PROBLEM REQUIREMENTS
Scan the entries below for the word "DataContext". Copy out every line in which it occurs.

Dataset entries
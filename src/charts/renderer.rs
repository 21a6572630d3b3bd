//! Static Chart Renderer
//! Writes PNG bar charts of every non-spatial dimension for offline sharing.
//!
//! Layout of each image:
//! 1. Title: the dimension's caption
//! 2. One bar per bucket, shaded on the red scale
//! 3. Bucket labels under the bars, counts on the vertical axis

use crate::aggregate::{AggregateBucket, Aggregator, Dimension};
use crate::charts::captions::Captions;
use crate::charts::palette::{descending_level, rank_level, reds, to_plotters};
use crate::data::DataContext;
use plotters::prelude::*;
use rayon::prelude::*;
use std::path::{Path, PathBuf};
use thiserror::Error;

/// Dimensions written by [`StaticChartRenderer::export_snapshot`].
pub const SNAPSHOT_DIMENSIONS: [Dimension; 7] = [
    Dimension::Category,
    Dimension::PremisesType,
    Dimension::Year,
    Dimension::DayOfMonth,
    Dimension::Month,
    Dimension::DayOfWeek,
    Dimension::Hour,
];

pub const SNAPSHOT_SIZE: (u32, u32) = (1200, 700);

#[derive(Error, Debug)]
pub enum ExportError {
    #[error("Cannot write to {path}: {source}")]
    Io {
        path: PathBuf,
        source: std::io::Error,
    },
    #[error("Chart rendering failed: {0}")]
    Render(String),
    #[error("Nothing to draw for {0:?}")]
    EmptyChart(Dimension),
}

/// What a snapshot export produced.
#[derive(Debug, Default)]
pub struct SnapshotReport {
    pub written: Vec<PathBuf>,
    pub failed: Vec<(Dimension, String)>,
}

pub fn snapshot_file_name(dimension: Dimension) -> String {
    format!("crime_{}.png", dimension.slug())
}

/// Buckets as drawn in a static bar chart. The hour loop closure is dropped.
fn bars_for(dimension: Dimension, mut buckets: Vec<AggregateBucket>) -> Vec<AggregateBucket> {
    if dimension == Dimension::Hour && buckets.len() > 1 {
        buckets.pop();
    }
    buckets
}

fn bar_shades(dimension: Dimension, buckets: &[AggregateBucket]) -> Vec<RGBColor> {
    let n = buckets.len();
    buckets
        .iter()
        .enumerate()
        .map(|(i, b)| {
            let level = match (dimension, b.rank) {
                (_, Some(rank)) => rank_level(rank, n),
                (Dimension::Category | Dimension::PremisesType, None) => descending_level(i, n),
                _ => 0.8,
            };
            to_plotters(reds(level))
        })
        .collect()
}

fn render_error<E: std::fmt::Display>(e: E) -> ExportError {
    ExportError::Render(e.to_string())
}

pub struct StaticChartRenderer;

impl StaticChartRenderer {
    /// Draw `buckets` as a vertical bar chart into a PNG at `path`.
    pub fn render_bar_chart(
        dimension: Dimension,
        buckets: &[AggregateBucket],
        captions: &Captions,
        path: &Path,
        size: (u32, u32),
    ) -> Result<(), ExportError> {
        if buckets.is_empty() {
            return Err(ExportError::EmptyChart(dimension));
        }

        let n = buckets.len() as u32;
        let max = buckets.iter().map(|b| b.count).max().unwrap_or(0);
        let y_max = max + max / 10 + 1;
        let labels: Vec<String> = buckets.iter().map(|b| b.label.clone()).collect();
        let shades = bar_shades(dimension, buckets);

        let root = BitMapBackend::new(path, size).into_drawing_area();
        root.fill(&WHITE).map_err(render_error)?;

        let mut chart = ChartBuilder::on(&root)
            .caption(captions.dimension(dimension), ("sans-serif", 30))
            .margin(15)
            .x_label_area_size(if n > 12 { 60 } else { 40 })
            .y_label_area_size(70)
            .build_cartesian_2d((0u32..n).into_segmented(), 0u64..y_max)
            .map_err(render_error)?;

        let label_of = |v: &SegmentValue<u32>| match v {
            SegmentValue::CenterOf(i) => labels.get(*i as usize).cloned().unwrap_or_default(),
            _ => String::new(),
        };
        chart
            .configure_mesh()
            .disable_x_mesh()
            .x_labels(n as usize)
            .x_label_formatter(&label_of)
            .x_desc(captions.dimension(dimension))
            .y_desc(captions.incidents_axis)
            .draw()
            .map_err(render_error)?;

        chart
            .draw_series(buckets.iter().zip(&shades).enumerate().map(|(i, (b, shade))| {
                let i = i as u32;
                let mut bar = Rectangle::new(
                    [(SegmentValue::Exact(i), 0), (SegmentValue::Exact(i + 1), b.count)],
                    shade.filled(),
                );
                bar.set_margin(0, 0, 4, 4);
                bar
            }))
            .map_err(render_error)?;

        root.present().map_err(render_error)?;
        Ok(())
    }

    /// Render every non-spatial dimension into `dir` in parallel.
    ///
    /// A dimension that cannot be aggregated or drawn is reported in
    /// [`SnapshotReport::failed`] without stopping the others.
    pub fn export_snapshot(
        ctx: &DataContext,
        aggregator: &Aggregator,
        captions: &Captions,
        dir: &Path,
    ) -> Result<SnapshotReport, ExportError> {
        std::fs::create_dir_all(dir).map_err(|source| ExportError::Io {
            path: dir.to_path_buf(),
            source,
        })?;

        let results: Vec<(Dimension, Result<PathBuf, String>)> = SNAPSHOT_DIMENSIONS
            .par_iter()
            .map(|&dimension| {
                let path = dir.join(snapshot_file_name(dimension));
                let outcome = aggregator
                    .aggregate(ctx, dimension)
                    .map_err(|e| e.to_string())
                    .and_then(|buckets| {
                        let bars = bars_for(dimension, buckets);
                        Self::render_bar_chart(dimension, &bars, captions, &path, SNAPSHOT_SIZE)
                            .map_err(|e| e.to_string())
                    })
                    .map(|()| path);
                (dimension, outcome)
            })
            .collect();

        let mut report = SnapshotReport::default();
        for (dimension, outcome) in results {
            match outcome {
                Ok(path) => report.written.push(path),
                Err(reason) => {
                    log::warn!("Snapshot of {:?} skipped: {}", dimension, reason);
                    report.failed.push((dimension, reason));
                }
            }
        }
        log::info!(
            "Exported {} charts to {}",
            report.written.len(),
            dir.display()
        );
        Ok(report)
    }
}

#[cfg(test)]
mod tests {
    use super::*;
    use crate::aggregate::{AggregationPolicy, Locale};
    use polars::prelude::*;

    #[test]
    fn file_names_follow_dimension() {
        assert_eq!(snapshot_file_name(Dimension::DayOfWeek), "crime_day_of_week.png");
        assert!(!SNAPSHOT_DIMENSIONS.contains(&Dimension::Neighbourhood));
    }

    #[test]
    fn hour_bars_drop_the_closing_bucket() {
        let hours = vec![
            AggregateBucket::new("0", 2),
            AggregateBucket::new("5", 1),
            AggregateBucket::new("0", 2),
        ];
        assert_eq!(bars_for(Dimension::Hour, hours.clone()).len(), 2);
        assert_eq!(bars_for(Dimension::Month, hours).len(), 3);
    }

    #[test]
    fn ranked_bars_use_rank_shades() {
        let mut years = vec![AggregateBucket::new("2019", 1), AggregateBucket::new("2020", 9)];
        years[0].rank = Some(2);
        years[1].rank = Some(1);
        let shades = bar_shades(Dimension::Year, &years);
        assert_eq!(shades[1], to_plotters(reds(1.0)));
    }

    #[test]
    fn empty_chart_is_refused_before_drawing() {
        let dir = tempfile::tempdir().unwrap();
        let path = dir.path().join("empty.png");
        let err = StaticChartRenderer::render_bar_chart(
            Dimension::Month,
            &[],
            Captions::for_locale(Locale::English),
            &path,
            SNAPSHOT_SIZE,
        )
        .unwrap_err();
        assert!(matches!(err, ExportError::EmptyChart(Dimension::Month)));
        assert!(!path.exists());
    }

    #[test]
    fn missing_dimensions_are_reported_not_fatal() {
        let dir = tempfile::tempdir().unwrap();
        let ctx = DataContext::new(df!("OCC_YEAR" => Vec::<String>::new()).unwrap(), Vec::new());

        let report = StaticChartRenderer::export_snapshot(
            &ctx,
            &Aggregator::new(AggregationPolicy::default()),
            Captions::for_locale(Locale::Indonesian),
            dir.path(),
        )
        .unwrap();

        assert!(report.written.is_empty());
        assert_eq!(report.failed.len(), SNAPSHOT_DIMENSIONS.len());
    }
}
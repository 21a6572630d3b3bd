//! Crime Dashboard Main Application
//! Main window with control panel and dashboard.

use crate::gui::{ControlPanel, ControlPanelAction, Dashboard};
use crime_dashboard::aggregate::{AggregationPolicy, Aggregator};
use crime_dashboard::charts::{Captions, StaticChartRenderer};
use crime_dashboard::{build_context, DashboardConfig, DataContext};
use egui::{Color32, RichText, SidePanel};
use std::sync::mpsc::{channel, Receiver};
use std::thread;

/// Dataset loading result from background thread
enum LoadResult {
    Progress(String),
    Complete(DataContext),
    Error(String),
}

/// Main application window.
pub struct DashboardApp {
    config: DashboardConfig,
    aggregator: Aggregator,
    captions: &'static Captions,
    control_panel: ControlPanel,
    dashboard: Dashboard,

    data: Option<DataContext>,
    fatal_error: Option<String>,

    // Async dataset loading
    load_rx: Option<Receiver<LoadResult>>,
    is_loading: bool,
}

impl DashboardApp {
    pub fn new(_cc: &eframe::CreationContext<'_>, config: DashboardConfig) -> Self {
        let mut app = Self {
            aggregator: Aggregator::new(AggregationPolicy::from(&config)),
            captions: Captions::for_locale(config.locale),
            config,
            control_panel: ControlPanel::new(),
            dashboard: Dashboard::new(),
            data: None,
            fatal_error: None,
            load_rx: None,
            is_loading: false,
        };
        app.start_loading();
        app
    }

    /// Load and clean the dataset in a background thread.
    fn start_loading(&mut self) {
        let (tx, rx) = channel();
        self.load_rx = Some(rx);
        self.is_loading = true;
        self.control_panel.set_status(self.captions.loading);

        let config = self.config.clone();
        thread::spawn(move || {
            let mut progress = |status: &str| {
                let _ = tx.send(LoadResult::Progress(status.to_string()));
            };
            let result = build_context(&config, &mut progress);

            let _ = match result {
                Ok(data) => tx.send(LoadResult::Complete(data)),
                Err(e) => {
                    log::error!("{:#}", e);
                    tx.send(LoadResult::Error(format!("{:#}", e)))
                }
            };
        });
    }

    /// Check for loading results
    fn check_load_results(&mut self, ctx: &egui::Context) {
        let rx = self.load_rx.take();
        if let Some(rx) = rx {
            let mut should_keep_receiver = true;

            while let Ok(result) = rx.try_recv() {
                match result {
                    LoadResult::Progress(status) => {
                        self.control_panel.set_status(&status);
                    }
                    LoadResult::Complete(data) => {
                        let report = data.cleaning_report();
                        self.control_panel.set_status(&format!(
                            "Loaded {} incidents, {} neighbourhoods",
                            report.rows_out,
                            data.boundaries().len()
                        ));
                        self.control_panel.export_enabled = true;
                        self.dashboard.prepare_map(ctx, &data, &self.aggregator);
                        self.data = Some(data);
                        self.is_loading = false;
                        should_keep_receiver = false;
                    }
                    LoadResult::Error(error) => {
                        self.control_panel.set_error(&error);
                        self.fatal_error = Some(error);
                        self.is_loading = false;
                        should_keep_receiver = false;
                    }
                }
            }

            if should_keep_receiver {
                self.load_rx = Some(rx);
            }
        }
    }

    /// Write PNG snapshots of every chart into a folder the user picks.
    fn handle_export_snapshot(&mut self) {
        let Some(data) = self.data.as_ref() else {
            self.control_panel.set_status("No data loaded");
            return;
        };

        let dir = match rfd::FileDialog::new()
            .set_title(self.captions.export_button)
            .pick_folder()
        {
            Some(dir) => dir,
            None => return, // User cancelled
        };

        self.control_panel.set_status("Rendering charts...");
        match StaticChartRenderer::export_snapshot(data, &self.aggregator, self.captions, &dir) {
            Ok(report) => {
                if report.failed.is_empty() {
                    self.control_panel
                        .set_status(&format!("Exported {} charts", report.written.len()));
                } else {
                    self.control_panel.set_error(&format!(
                        "Exported {} charts, {} failed",
                        report.written.len(),
                        report.failed.len()
                    ));
                }
                if let Err(e) = open::that(&dir) {
                    log::warn!("Could not open {}: {}", dir.display(), e);
                }
            }
            Err(e) => self.control_panel.set_error(&e.to_string()),
        }
    }

    fn show_fatal_error(ui: &mut egui::Ui, error: &str) {
        ui.vertical_centered(|ui| {
            ui.add_space(80.0);
            ui.label(
                RichText::new("⚠ Dashboard unavailable")
                    .size(24.0)
                    .color(Color32::from_rgb(220, 53, 69)),
            );
            ui.add_space(10.0);
            ui.label(RichText::new(error).size(14.0));
        });
    }
}

impl eframe::App for DashboardApp {
    fn update(&mut self, ctx: &egui::Context, _frame: &mut eframe::Frame) {
        self.check_load_results(ctx);

        // Request repaint while loading
        if self.is_loading {
            ctx.request_repaint();
        }

        // Left panel - Control Panel
        SidePanel::left("control_panel")
            .min_width(260.0)
            .max_width(320.0)
            .show(ctx, |ui| {
                egui::ScrollArea::vertical().show(ui, |ui| {
                    let report = self.data.as_ref().map(|d| d.cleaning_report());
                    let action = self.control_panel.show(ui, &self.config, report, self.captions);

                    match action {
                        ControlPanelAction::ExportSnapshot => self.handle_export_snapshot(),
                        ControlPanelAction::None => {}
                    }
                });
            });

        // Central panel - Dashboard
        egui::CentralPanel::default().show(ctx, |ui| {
            if let Some(error) = &self.fatal_error {
                Self::show_fatal_error(ui, error);
            } else if let Some(data) = &self.data {
                self.dashboard.show(ui, data, &self.aggregator, self.captions);
            } else {
                ui.centered_and_justified(|ui| {
                    ui.horizontal(|ui| {
                        ui.spinner();
                        ui.label(RichText::new(&self.control_panel.status).size(18.0));
                    });
                });
            }
        });
    }
}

SOLUTION FOR THIS EXERCISE
use crate::data::DataContext;
        ctx: &DataContext,
        let ctx = DataContext::new(df!("OCC_YEAR" => Vec::<String>::new()).unwrap(), Vec::new());
use crime_dashboard::{build_context, DashboardConfig, DataContext};
    Complete(DataContext),
    data: Option<DataContext>,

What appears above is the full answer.